# PROVIDED INFORMATION

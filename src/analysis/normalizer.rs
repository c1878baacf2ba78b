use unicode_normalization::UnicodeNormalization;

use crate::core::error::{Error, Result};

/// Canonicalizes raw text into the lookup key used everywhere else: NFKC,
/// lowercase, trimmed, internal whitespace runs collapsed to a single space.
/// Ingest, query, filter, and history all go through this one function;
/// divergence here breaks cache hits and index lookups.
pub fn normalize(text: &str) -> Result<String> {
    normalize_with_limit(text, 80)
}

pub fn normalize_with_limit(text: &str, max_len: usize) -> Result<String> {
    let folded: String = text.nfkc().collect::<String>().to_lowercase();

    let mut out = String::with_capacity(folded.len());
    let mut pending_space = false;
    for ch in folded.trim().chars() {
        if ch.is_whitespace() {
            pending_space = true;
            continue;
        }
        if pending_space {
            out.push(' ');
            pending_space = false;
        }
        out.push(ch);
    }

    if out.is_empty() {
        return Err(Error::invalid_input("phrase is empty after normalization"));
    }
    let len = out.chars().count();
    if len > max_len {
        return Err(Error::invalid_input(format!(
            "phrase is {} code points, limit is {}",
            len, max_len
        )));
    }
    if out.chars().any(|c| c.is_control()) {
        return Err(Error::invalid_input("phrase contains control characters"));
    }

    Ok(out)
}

# WORK INSTRUCTION
Starting with the first line of the records, repeat every line up to and including the one containing "this one function;", and nothing else.

# RESULT
filename src/analysis/normalizer.rs
repository c1878baacf2ba78b
use unicode_normalization::UnicodeNormalization;

use crate::core::error::{Error, Result};

/// Canonicalizes raw text into the lookup key used everywhere else: NFKC,
/// lowercase, trimmed, internal whitespace runs collapsed to a single space.
/// Ingest, query, filter, and history all go through this one function;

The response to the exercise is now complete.